Hell, they cannot hide behind states evidence either, the court gets to review that too. The plaintiff will surely cite the court to the judges ruling in
Al-Haramain Islamic Foundation Inc. v. Bush should they need to challenge this certification. It should be noted that this certification relative to the statutory defenses (not immunity, definitely not blanket, absolute immunity) is different than the certification required to obtain a court order from the FISA court authorizing the surveillance.
And, as the law provides, any party can move to have the certification reviewed and can appeal an order of dismissal (or an order denying dismissal).
‘(2) SUPPLEMENTAL MATERIALS- In its review of a certification under subsection (a), the court may examine the court order, certification, written request, or directive described in subsection (a) and any relevant court order, certification, written request, or directive submitted pursuant to subsection (d).
‘(c) Limitations on Disclosure- If the Attorney General files a declaration under section 1746 of title 28, United States Code, that disclosure of a certification made pursuant to subsection (a) or the supplemental materials provided pursuant to subsection (b) or (d) would harm the national security of the United States, the court shall--
‘(1) review such certification and the supplemental materials in camera and ex parte; and
‘(2) limit any public disclosure concerning such certification and the supplemental materials, including any public order following such in camera and ex parte review, to a statement as to whether the case is dismissed and a description of the legal standards that govern the order, without disclosing the paragraph of subsection (a) that is the basis for the certification.
‘(d) Role of the Parties- Any plaintiff or defendant in a civil action may submit any relevant court order, certification, written request, or directive to the district court referred to in subsection (a) for review and shall be permitted to participate in the briefing or argument of any legal issue in a judicial proceeding conducted pursuant to this section, but only to the extent that such participation does not require the disclosure of classified information to such party.
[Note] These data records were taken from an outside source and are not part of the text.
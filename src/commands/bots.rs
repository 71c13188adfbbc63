/*
 *  Agon - Discord bot for running team tournaments inside Discord servers.
 *  Copyright (C) 2026  The Agon developers
 *
 *  This program is free software: you can redistribute it and/or modify
 *  it under the terms of the GNU General Public License as published by
 *  the Free Software Foundation, either version 3 of the License, or
 *  (at your option) any later version.
 *
 *  This program is distributed in the hope that it will be useful,
 *  but WITHOUT ANY WARRANTY; without even the implied warranty of
 *  MERCHANTABILITY or FITNESS FOR A PARTICULAR PURPOSE.  See the
 *  GNU General Public License for more details.
 *
 *  You should have received a copy of the GNU General Public License
 *  along with this program.  If not, see <https://www.gnu.org/licenses/>.
 */
use crate::team::{Team, BOT_TEAM_PREFIX};
use crate::utils::get_guild_id;
use crate::{botplayer, channels, panel, team, tournament, utils, Context, Error};
use serenity::all::CreateMessage;
use std::fmt::Write as _;

#[poise::command(
    slash_command,
    subcommands("add", "force_teams", "clear"),
    subcommand_required,
    default_member_permissions = "MANAGE_GUILD",
    guild_only,
    ephemeral
)]
pub async fn bots(_: Context<'_>) -> Result<(), Error> {
    // This function will not be executed, as the command has subcommands.
    Ok(())
}

#[poise::command(
    slash_command,
    ephemeral,
    description_localized(
        "en-US",
        "Add bot PLAYERS (not teams) for testing. Example: 16 bots for a 16-player bracket."
    )
)]
#[agon::log_cmd]
pub async fn add(
    ctx: Context<'_>,
    #[description = "How many bot players to add for this server."]
    #[min = 1]
    #[max = 128]
    count: u8,
) -> Result<(), Error> {
    let gid = get_guild_id!(ctx);
    utils::init_guild_storage(&gid);

    let labels = botplayer::add_bots(&gid, count as usize);

    let mut reply = format!(
        "✅ Added **{}** bot players for this server.\n\n**New Bots:**\n",
        labels.len()
    );
    for label in labels {
        let _ = writeln!(reply, "• {}", label);
    }

    ctx.reply(reply).await?;

    Ok(())
}

#[poise::command(
    slash_command,
    ephemeral,
    description_localized(
        "en-US",
        "Turn stored bot players into READY teams, based on team size and max teams."
    )
)]
#[agon::log_cmd]
pub async fn force_teams(ctx: Context<'_>) -> Result<(), Error> {
    let gid = get_guild_id!(ctx);

    let Some(mut t) = tournament::get_tournament(&gid) else {
        ctx.reply(
            "❌ There is **no tournament** for this server.\n\
            Create one with `/tournament create` first.",
        )
        .await?;

        return Ok(());
    };

    let bots = botplayer::load_bots(&gid);
    if bots.is_empty() {
        ctx.reply(
            "⚠️ There are **no bot players** stored for this server.\n\
            Use `/bots add <count>` first.",
        )
        .await?;

        return Ok(());
    }

    let team_size = t.team_size() as usize;
    let possible_teams = bots.len() / team_size;
    let slots_left = t.max_teams().saturating_sub(t.teams_joined()) as usize;
    let teams_to_create = possible_teams.min(slots_left);

    if teams_to_create == 0 {
        ctx.reply(format!(
            "❌ No teams can be created.\n\
            - Bots available: `{}`\n\
            - team size: `{}`\n\
            - max teams: `{}`\n\
            - teams joined: `{}`",
            bots.len(),
            team_size,
            t.max_teams(),
            t.teams_joined()
        ))
        .await?;

        return Ok(());
    }

    // One role + one channel per team; defer before the burst.
    ctx.defer_ephemeral().await?;

    let used_bots = botplayer::take_bots(&gid, teams_to_create * team_size);
    let mut created: Vec<(String, String)> = Vec::with_capacity(teams_to_create);

    for (index, group) in used_bots.chunks(team_size).enumerate() {
        let team_number = t.teams_joined() as usize + 1;
        let team_name = format!("{}{}", BOT_TEAM_PREFIX, team_number);

        let (role, channel) = channels::create_team_hub(ctx.http(), &mut t, &team_name, true).await?;

        // Post which bots ended up on this team:
        let roster = group
            .iter()
            .map(|bot| format!("- {}", bot.label()))
            .collect::<Vec<_>>()
            .join("\n");
        if let Err(e) = channel
            .send_message(
                ctx.http(),
                CreateMessage::new().content(format!(
                    "🤖 **Forced {}**\nTeam size: `{}`\nBot players:\n{}",
                    team_name, team_size, roster
                )),
            )
            .await
        {
            tracing::warn!(guild = %gid, channel = %channel, error = %e, "could not post the bot roster");
        }

        // Bot teams are born ready, captained by the invoking staff member:
        Team::new(gid, team_name.clone(), role, channel, ctx.author().id, true);
        t.team_joined();

        created.push((team_name, format!("<@&{}> — <#{}>", role, channel)));
        tracing::info!(guild = %gid, team = index + 1, "bot team created");
    }

    panel::update_panel_message(ctx.http(), &t).await;
    panel::refresh_join_panel(ctx.http(), &t).await;

    let mut reply = format!(
        "✅ Forced **{}** bot teams using stored bots.\n\
        - team size: `{}`\n\
        - max teams: `{}`\n\
        - teams joined (new): `{}`\n\n\
        **Created Teams:**\n",
        created.len(),
        team_size,
        t.max_teams(),
        t.teams_joined()
    );
    for (name, line) in created {
        let _ = writeln!(reply, "• {} — {}", name, line);
    }
    // Discord caps messages at 2000 characters:
    if reply.len() > 2000 {
        reply.truncate(1990);
        reply.push_str("\n…(trimmed)");
    }

    ctx.reply(reply).await?;

    Ok(())
}

#[poise::command(
    slash_command,
    ephemeral,
    description_localized(
        "en-US",
        "Delete bot teams (channels + roles) and all stored bot players."
    )
)]
#[agon::log_cmd]
pub async fn clear(ctx: Context<'_>) -> Result<(), Error> {
    let gid = get_guild_id!(ctx);

    ctx.defer_ephemeral().await?;

    let mut deleted = 0u16;
    for bot_team in team::all_teams(&gid).into_iter().filter(|tm| tm.bot()) {
        if let Err(e) = bot_team.channel().delete(ctx.http()).await {
            tracing::warn!(guild = %gid, channel = %bot_team.channel(), error = %e, "could not delete bot team channel");
        }
        if let Err(e) = gid.delete_role(ctx.http(), bot_team.role()).await {
            tracing::warn!(guild = %gid, role = %bot_team.role(), error = %e, "could not delete bot team role");
        }
        bot_team.delete();
        deleted += 1;
    }

    botplayer::clear_bots(&gid);

    let mut teams_joined = 0;
    if let Some(mut t) = tournament::get_tournament(&gid) {
        t.teams_left(deleted);
        teams_joined = t.teams_joined();
        panel::update_panel_message(ctx.http(), &t).await;
        panel::refresh_join_panel(ctx.http(), &t).await;
    }

    tracing::info!(guild = %gid, deleted = deleted, "bot teams cleared");

    ctx.reply(format!(
        "🧹 Cleared **{}** bot teams (channels + roles) and removed stored bot players.\n\
        Updated teams joined = `{}`.",
        deleted, teams_joined
    ))
    .await?;

    Ok(())
}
To the extent that classified information is relevant to the proceeding or would be revealed in the determination of an issue, the court shall review such information in camera and ex parte, and shall issue any part of the court’s written order that would reveal classified information in camera and ex parte and maintain such part under seal.
‘(e) Nondelegation- The authority and duties of the Attorney General under this section shall be performed by the Attorney General (or Acting Attorney General) or the Deputy Attorney General.
‘(f) Appeal- The courts of appeals shall have jurisdiction of appeals from interlocutory orders of the district courts of the United States granting or denying a motion to dismiss or for summary judgment under this section.
‘(g) Removal- A civil action against a person for providing assistance to an element of the intelligence community that is brought in a State court shall be deemed to arise under the Constitution and laws of the United States and shall be removable under section 1441 of title 28, United States Code.
‘(h) Relationship to Other Laws- Nothing in this section shall be construed to limit any otherwise available immunity, privilege, or defense under any other provision of law.
‘(i) Applicability- This section shall apply to a civil action pending on or filed after the date of the enactment of the FISA Amendments Act of 2008.